In a sense, these stories are fragments of a whole life, but each fragment, in its brevity and abruptness, burns with the intensity of the forest fire that Joey and his family race to escape in the story “Earth’s Last Night.” Here, Joey is a grown man, married and with a four-year-old daughter, and his mother has just passed away. They go to Flaming Gorge for a peaceful and restorative weekend in the mountains and nearly lose their lives in the fire that seems to come out of nowhere. The experience is terrifying and beautiful and illuminating and it becomes a narrative that Joey tells the rest of his life and that he sees as an “heirloom for [his] people.” Joey knows the power in narrative, the way life’s immensity begs to be formed into a comprehensible tale with meaning and hope.
But storytelling is a messy business. Not every tale can be neatly packaged and tied-up with a bow. As Junot Diaz says, short stories don’t save us from “life’s implacable uncertainty,” but they can offer glimpses of understanding into the fleeting images that come out of the uncertainty. Real storytelling requires grappling with bitterness and layers of incongruities and plenty of remorse and anguish. Gills’ stories tackle the guilt and regret inherent in human relationships, the ugliness of selfishness and cruelty, the loneliness and misunderstanding that even sincere love can engender, and he turns it all into shining narratives with beautifully flawed characters and unforgettable places.

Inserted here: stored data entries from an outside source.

/// Page fetching settings shared by the HTTP and browser fetchers.
#[derive(Debug, Clone, Serialize, Deserialize)]
#[serde(default)]
pub struct FetchConfig {
    /// User agent string
    pub user_agent: String,
    /// Request timeout in seconds
    pub timeout_secs: u64,
    /// Retries for transient failures (0 = degrade without retrying)
    pub max_retries: u32,
    /// Base delay between retries in milliseconds
    pub retry_delay_ms: u64,
    /// Extra request headers
    pub headers: BTreeMap<String, String>,
}

impl Default for FetchConfig {
    fn default() -> Self {
        Self {
            user_agent: DEFAULT_USER_AGENT.to_string(),
            timeout_secs: 30,
            max_retries: 0,
            retry_delay_ms: 2000,
            headers: BTreeMap::new(),
        }
    }
}

/// Headless browser settings.
#[derive(Debug, Clone, Serialize, Deserialize)]
#[serde(default)]
pub struct BrowserConfig {
    /// Run browser in headless mode
    pub headless: bool,
    /// Browser window width
    pub window_width: u32,
    /// Browser window height
    pub window_height: u32,
    /// Navigation timeout in seconds
    pub navigation_timeout_secs: u64,
    /// Pick a random desktop fingerprint instead of `fetch.user_agent`
    pub randomize_fingerprint: bool,
}

impl Default for BrowserConfig {
    fn default() -> Self {
        Self {
            headless: true,
            window_width: 1920,
            window_height: 1080,
            navigation_timeout_secs: 120,
            randomize_fingerprint: false,
        }
    }
}

/// Crawl loop settings.
#[derive(Debug, Clone, Serialize, Deserialize)]
#[serde(default)]
pub struct CrawlConfig {
    /// Maximum number of "next page" continuations to follow
    pub max_pages: u32,
    /// Items processed per listing page (`None` = all)
    pub max_items_per_page: Option<usize>,
    /// Detail pages fetched concurrently
    pub concurrent_requests: usize,
    /// Delay before each continuation page in milliseconds
    pub page_delay_ms: u64,
}

impl Default for CrawlConfig {
    fn default() -> Self {
        Self {
            max_pages: 10,
            max_items_per_page: Some(10),
            concurrent_requests: 8,
            page_delay_ms: 0,
        }
    }
}

/// LLM extraction settings.
#[derive(Debug, Clone, Serialize, Deserialize)]
#[serde(default)]
pub struct LlmConfig {
    /// Provider: `openai` (any OpenAI-compatible API) or `ollama`
    pub provider: String,
    /// Model name
    pub model: String,
    /// API base URL
    pub base_url: String,
    /// Environment variable holding the API key
    pub api_key_env: String,
    /// Temperature for completions
    pub temperature: f32,
    /// Maximum tokens per completion
    pub max_tokens: u32,
    /// Approximate token budget per HTML chunk
    pub chunk_token_threshold: usize,
    /// Fraction of each chunk repeated at the start of the next
    pub overlap_rate: f32,
    /// Request timeout in seconds
    pub timeout_secs: u64,
}

impl Default for LlmConfig {
    fn default() -> Self {
        Self {
            provider: "openai".to_string(),
            model: "llama3-8b-8192".to_string(),
            base_url: "https://api.groq.com/openai/v1".to_string(),
            api_key_env: "GROQ_API_KEY".to_string(),
            temperature: 0.1,
            max_tokens: 2000,
            chunk_token_threshold: 3500,
            overlap_rate: 0.15,
            timeout_secs: 120,
        }
    }
}

impl LlmConfig {
    /// Read the API key from the configured environment variable.
    #[must_use]
    pub fn api_key(&self) -> Option<String> {
        std::env::var(&self.api_key_env)
            .ok()
            .filter(|key| !key.trim().is_empty())
    }
}

/// Output file format for record files.
#[derive(Debug, Clone, Copy, PartialEq, Eq, Default, Serialize, Deserialize)]
#[serde(rename_all = "lowercase")]
pub enum OutputFormat {
    /// One JSON object per line
    #[default]
    Jsonl,
    /// Pretty-printed JSON array
    Json,
}

/// Output destinations.
#[derive(Debug, Clone, Serialize, Deserialize)]
#[serde(default)]
pub struct OutputConfig {
    /// Records file written by the selector crawl
    pub records_path: PathBuf,
    /// Records file written by the LLM extraction
    pub llm_records_path: PathBuf,
    /// Error artifact path
    pub error_log_path: PathBuf,
    /// Format of the selector crawl records file
    pub format: OutputFormat,
    /// Characters of raw output kept in error artifacts
    pub error_excerpt_chars: usize,
}

impl Default for OutputConfig {
    fn default() -> Self {
        Self {
            records_path: PathBuf::from("jobs.jsonl"),
            llm_records_path: PathBuf::from("jobs_output.txt"),
            error_log_path: PathBuf::from("jobs_error_log.txt"),
            format: OutputFormat::Jsonl,
            error_excerpt_chars: 2000,
        }
    }
}

#[cfg(test)]
mod tests {
    use super::*;
    use std::collections::HashMap;
    use tempfile::TempDir;

    #[test]
    fn test_default_config() {
        let config = AppConfig::default();
        assert_eq!(config.crawl.max_pages, 10);
        assert_eq!(config.crawl.max_items_per_page, Some(10));
        assert_eq!(config.fetch.max_retries, 0);
        assert!(config.fetch.user_agent.starts_with("Mozilla/5.0"));
        assert!(config.browser.headless);
        assert_eq!(config.llm.chunk_token_threshold, 3500);
        assert_eq!(config.output.error_excerpt_chars, 2000);
        assert!(config.validate().is_ok());
    }

    #[test]
    fn test_config_serialization() {
        let config = AppConfig::default();
        let toml_str = toml::to_string_pretty(&config).expect("serialize default config");
        assert!(toml_str.contains("[fetch]"));
        assert!(toml_str.contains("[crawl]"));
        assert!(toml_str.contains("[llm]"));

        let parsed: AppConfig = toml::from_str(&toml_str).expect("parse serialized config");
        assert_eq!(parsed.crawl.max_pages, config.crawl.max_pages);
        assert_eq!(parsed.output.format, OutputFormat::Jsonl);
    }

    #[test]
    fn test_config_load_from_file() {
        let tmp = TempDir::new().expect("create temp dir");
        let config_path = tmp.path().join("config.toml");

        let mut config = AppConfig::default();
        config.crawl.max_pages = 3;
        config.fetch.headers.insert("Accept-Language".to_string(), "en-PH".to_string());

        let contents = toml::to_string_pretty(&config).expect("serialize config");
        fs::write(&config_path, contents).expect("write config file");

        let loaded = AppConfig::load_from(&config_path).expect("load config");
        assert_eq!(loaded.crawl.max_pages, 3);
        assert_eq!(
            loaded.fetch.headers.get("Accept-Language").map(String::as_str),
            Some("en-PH")
        );
    }

    #[test]
    fn test_save_to_then_load() {
        let temp_dir = TempDir::new().expect("create temp dir");
        let path = temp_dir.path().join("nested").join("config.toml");

        let mut config = AppConfig::default();
        config.crawl.max_pages = 3;
        config.llm.provider = "ollama".to_string();
        config.save_to(&path).expect("save config");

        let loaded = AppConfig::load_from(&path).expect("load config");
        assert_eq!(loaded.crawl.max_pages, 3);
        assert_eq!(loaded.llm.provider, "ollama");
        assert_eq!(loaded.fetch.user_agent, DEFAULT_USER_AGENT);
    }

    #[test]
    fn test_load_from_missing_file() {
        let result = AppConfig::load_from(Path::new("/nonexistent/jobscout/config.toml"));
        assert!(matches!(result, Err(ConfigError::NotFound { .. })));
    }

    #[test]
    fn test_env_overrides() {
        let vars: HashMap<&str, &str> = HashMap::from([
            ("JOBSCOUT_MAX_PAGES", "2"),
            ("JOBSCOUT_HEADLESS", "false"),
            ("JOBSCOUT_USER_AGENT", "TestAgent/1.0"),
            ("JOBSCOUT_LLM_PROVIDER", "ollama"),
        ]);

        let mut config = AppConfig::default();
        config.apply_env_overrides(|key| vars.get(key).map(ToString::to_string));

        assert_eq!(config.crawl.max_pages, 2);
        assert!(!config.browser.headless);
        assert_eq!(config.fetch.user_agent, "TestAgent/1.0");
        assert_eq!(config.llm.provider, "ollama");
    }

    #[test]
    fn test_env_overrides_ignore_garbage() {
        let mut config = AppConfig::default();
        config.apply_env_overrides(|key| match key {
            "JOBSCOUT_MAX_PAGES" => Some("many".to_string()),
            "JOBSCOUT_USER_AGENT" => Some("  ".to_string()),
            _ => None,
        });

        assert_eq!(config.crawl.max_pages, 10);
        assert!(config.fetch.user_agent.starts_with("Mozilla/5.0"));
    }

    #[test]
    fn test_partial_config() {
        let toml_str = r#"
[crawl]
max_pages = 2

[output]
format = "json"
"#;

        let config: AppConfig = toml::from_str(toml_str).expect("parse partial config");
        assert_eq!(config.crawl.max_pages, 2);
        assert_eq!(config.output.format, OutputFormat::Json);
        // These should be defaults
        assert_eq!(config.crawl.concurrent_requests, 8);
        assert!(config.browser.headless);
    }

    #[test]
    fn test_validate_rejects_bad_values() {
        let mut config = AppConfig::default();
        config.crawl.concurrent_requests = 0;
        assert!(config.validate().is_err());

        let mut config = AppConfig::default();
        config.llm.overlap_rate = 1.5;
        assert!(config.validate().is_err());

        let mut config = AppConfig::default();
        config.crawl.max_pages = 5000;
        assert!(config.validate().is_err());
    }
}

an excerpt from “Last Words on Lonoke,” from The House Across from the Deaf School:
O.W.’d bought me a .30-ought six the Christmas I turned thirteen, along with a box of silver tips, each brassy cartridge the length of my middle finger. “Don’t point at anything you don’t want to kill,” he said, then drove off to West Memphis for a load of slaughter hens headed east. That was pretty much it for my gun safety lessons. By January, when the cold blew down from Canada and my skinny mustang, Shawnee, had foundered, I could hit a tin corn can at seventy-five yards and had bagged a flame-red fox nosing across the gravel pit. All winter, the skinned hide shone, tacked up on the well-house. Before Shawnee got too bad, I rode him bareback out to the middle of the frozen pond–little cracks zinging off in every direction. Ten feet tall on horseback, I headshot one of the Buffalo Carp that swam like shadows in the deeps nearest the levee. By Arkansas spring time, when gold sun flared down through the new-leafed trees in our back pasture, within view of the huge oak where we’d slung Shawnee up so he wouldn’t lay down and die, I unloaded on one of the cargo planes that was always circling from the base over in J-ville, and the son-of-a-bitch crashed. The woods beyond the railroad track blazed. It looked for all the world like God and Jesus had reached down and slapped the shit out of the countryside, then set it afire just to make sure we all got the point. No one was killed–they found the ejected pilot in a Butlerville cow pasture–and turns out that it’s physically impossible to knock an Air Force Cargo plane out of the sky with a deer gun. But for a long time, I pictured the burning fuselage and thought this is me. This is who I am now.
The House Across from the Deaf School
Michael Gills
Texas Review Press
2016
$14.95
144 pp.
Tamara Pace Thomson lives with her husband and three children in Provo where she is close enough to Rock Canyon to hike every day. The rest of her time is devoted to reading, studying, and writing. She is currently working on a Bachelor’s degree in English at BYU.